By Seung Lee The Mercury News
WWR Article Summary (tl;dr) Local cannabis companies teamed up to organize a water bottle fundraiser for 8 year old Jordan Rodgers who was called out by #permitpatty for selling water without a permit outside AT&T park. 100 percent of the proceeds would go to Rodger's newly started college fund.
Jordan Rodgers had mud on her new jeans from rolling around in the grass by Lake Merritt's pergola, a stone's throw away from where the white woman known as #BBQBecky called the police on two black barbecuers back in April.
Rodgers, an 8-year-old black girl from San Francisco, was recently caught in a similar media storm of her own, when Alison Ettel, nicknamed #PermitPatty on social media, called the police on Rodgers for selling water bottles outside AT&T Park last month without a permit.
A video of the incident went viral, and Ettel resigned from her position as CEO of Treatwell Health, a company that sells cannabis products for both human beings and animals.
Recently, Rodgers was the center of a different kind of media event. Local cannabis companies teamed up to organize a water bottle fundraiser for Rodgers, from which 100 percent of the proceeds would go to her newly started college fund.
Shortly after the fundraiser started at noon, Rodgers received a check of $1,812 for her college fund from the dispensaries. Rodgers sold water bottles, chips and cookies from her stand from noon to 4 p.m. A local taco stand accompanied Rodgers' fundraiser.
Despite being the center of national media attention for weeks, Rodgers remained shy but relaxed about the whole situation. Rodgers initially sold water bottles to one day buy tickets to Disneyland.
"It's all good," said Rodgers when asked how she's felt since the video went viral.
Her mother, Erin Austin, said that the past few weeks have felt "like a dream."
"I feel like I've been asleep for the past three weeks," Austin said. "We just want to go back to a new normal."
The event was organized by Galen Pallas, a cannabis industry entrepreneur who recently launched Kind Culture, a bulk-purchasing startup for local marijuana dispensaries.

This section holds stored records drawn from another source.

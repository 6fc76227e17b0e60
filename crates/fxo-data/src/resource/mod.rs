//! JSON:API resources and their data columns.

mod api_error;
mod entity;
mod filing;
mod lang;
mod validation_message;

pub use api_error::ApiError;
pub use entity::Entity;
pub use filing::Filing;
pub use lang::{LANG_CODE_TRANSFORM, correct_language_code, transform_language_code};
pub use validation_message::ValidationMessage;

use crate::options::TimeAccuracy;
use chrono::{DateTime, FixedOffset, NaiveDate, Utc};
use std::fmt;

/// A single value of a resource data column.
#[derive(Debug, Clone, PartialEq)]
pub enum DataValue {
    /// Text value
    Text(String),
    /// Integer value
    Integer(i64),
    /// Floating point value
    Real(f64),
    /// Calendar date
    Date(NaiveDate),
    /// Timezone-aware datetime
    DateTime(DateTime<FixedOffset>),
    /// List of strings
    List(Vec<String>),
}

impl DataValue {
    /// Text form used in databases and CSV files.
    ///
    /// Datetimes use `accuracy` and lists are joined with newlines.
    pub fn to_text(&self, accuracy: TimeAccuracy) -> String {
        match self {
            Self::DateTime(dt) => accuracy.format(dt),
            Self::List(items) => items.join("\n"),
            other => other.to_string(),
        }
    }
}

impl fmt::Display for DataValue {
    fn fmt(&self, f: &mut fmt::Formatter<'_>) -> fmt::Result {
        match self {
            Self::Text(s) => f.write_str(s),
            Self::Integer(i) => write!(f, "{i}"),
            Self::Real(r) => write!(f, "{r}"),
            Self::Date(d) => write!(f, "{}", d.format("%Y-%m-%d")),
            Self::DateTime(dt) => write!(f, "{}", dt.to_rfc3339()),
            Self::List(items) => f.write_str(&items.join("\n")),
        }
    }
}

impl From<String> for DataValue {
    fn from(value: String) -> Self {
        Self::Text(value)
    }
}

impl From<&str> for DataValue {
    fn from(value: &str) -> Self {
        Self::Text(value.to_string())
    }
}

impl From<i64> for DataValue {
    fn from(value: i64) -> Self {
        Self::Integer(value)
    }
}

impl From<f64> for DataValue {
    fn from(value: f64) -> Self {
        Self::Real(value)
    }
}

impl From<NaiveDate> for DataValue {
    fn from(value: NaiveDate) -> Self {
        Self::Date(value)
    }
}

impl From<DateTime<FixedOffset>> for DataValue {
    fn from(value: DateTime<FixedOffset>) -> Self {
        Self::DateTime(value)
    }
}

impl From<DateTime<Utc>> for DataValue {
    fn from(value: DateTime<Utc>) -> Self {
        Self::DateTime(value.fixed_offset())
    }
}

impl From<Vec<String>> for DataValue {
    fn from(value: Vec<String>) -> Self {
        Self::List(value)
    }
}

/// A resource that can be flattened into a table row.
pub trait ApiResource {
    /// JSON:API type name
    const TYPE: &'static str;

    /// Table name used in exports
    const TABLE: &'static str;

    /// JSON:API `id`
    fn api_id(&self) -> &str;

    /// Time when the query returning this resource was started
    fn query_time(&self) -> DateTime<FixedOffset>;

    /// URL of the request returning this resource
    fn request_url(&self) -> &str;

    /// Every data attribute of the type, unordered.
    fn data_attributes() -> &'static [&'static str];

    /// Value of a data column, `None` for null or unknown columns.
    fn value(&self, column: &str) -> Option<DataValue>;

    /// Data columns in display order.
    fn columns() -> Vec<String> {
        order_columns(Self::data_attributes().iter().copied())
    }
}

/// Sort columns for display.
///
/// `api_id` comes first, then plain attributes, counts and sums,
/// derived calculation and duplicate fields, times, related ids, URLs,
/// local paths and hashes, and finally the request metadata.
pub fn order_columns<I, S>(columns: I) -> Vec<String>
where
    I: IntoIterator<Item = S>,
    S: Into<String>,
{
    let mut ranked: Vec<(u8, String)> = columns
        .into_iter()
        .map(Into::into)
        .map(|col| (column_rank(&col), col))
        .collect();
    ranked.sort();
    ranked.into_iter().map(|(_, col)| col).collect()
}

fn column_rank(col: &str) -> u8 {
    let mut rank = if col == "api_id" {
        0
    } else if col.ends_with("_time") {
        10
    } else if col.ends_with("_api_id") {
        20
    } else if col.ends_with("_url") {
        22
    } else {
        1
    };
    if col == "query_time" {
        rank = 40;
    }
    if col == "request_url" {
        rank = 41;
    }

    if col.ends_with("_count") {
        rank = 2;
    } else if col.ends_with("_path") {
        rank = 30;
    } else if col.ends_with("_sha256") {
        rank = 31;
    }

    if col.starts_with("calc_") {
        rank = if col.ends_with("_sum") { 2 } else { 3 };
    } else if col.starts_with("duplicate_") {
        rank = 4;
    }
    rank
}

Pallas, who grew up in Oakland, said he reached out to Rodgers' family after discovering Ettel worked in the cannabis industry and coordinated with them and other dispensaries to plan out the fundraiser.
"I grew up selling slushies and water in front of my house in Oakland every August," said Pallas. "When I learned (Ettel) owned a company in the industry I was in, I felt a responsibility to not let the video be the end of the story for Jordan."
During one dinner with Rodgers, Pallas asked one thing she wanted most. Rodgers replied, an apology.
"Well, the woman just went on television and try to make it my fault," said Pallas, recounting what Rodgers told him at that dinner. "If she just called me directly and said 'I'm sorry,' I would have forgiven her."
Two other dispensaries, Apothecarium and Magnolia, teamed up with Pallas for the fundraiser. Apothecarium chief marketing officer Eliot Dobris said once the company learned Ettel was Permit Patty, they donated the remaining sales of Treatwell Health to Rodgers.
Pallas highlighted the fundraiser was one of many social responsibility events he hoped the cannabis industry will engage in going forward. Pallas said Kind Culture will donate a portion of its profits to African-American children in Oakland who had at least one parent jailed before cannabis became legalized.
He also stressed he wants to get the cannabis industry to donate 5 percent of its profits as reparations for those who were jailed during the War on Drugs.
"Instead of having a launch party for my startup, this felt like a better use of my funds," Pallas said. "I think the vast majority of the cannabis industry I've spoken to are hyper-aware that local jails are filled with black and brown bodies. We are now making profits off the plant those people were sent to jail for. We feel a social responsibility to make amend and help correct the atrocities which happened in the past."
Organizers and Rodgers' family members felt the fundraiser can help bring awareness and spread love to the Bay Area, which recently has seen videos like #BBQBecky and #PermitPatty go viral.
Recently, another video was captured in San Francisco where a woman demanded a street vendor on Market Street have a permit to sell goods. The woman later spoke to KTVU, saying the demand for a permit was part of her job as a community guide in the downtown area.
"When we were growing up in San Francisco, we were taught to mind our business," said Michaela Fountila, who is Rodgers' godmother. "We just want to spread love. We come in different shapes and colors but we have much more things in common than not."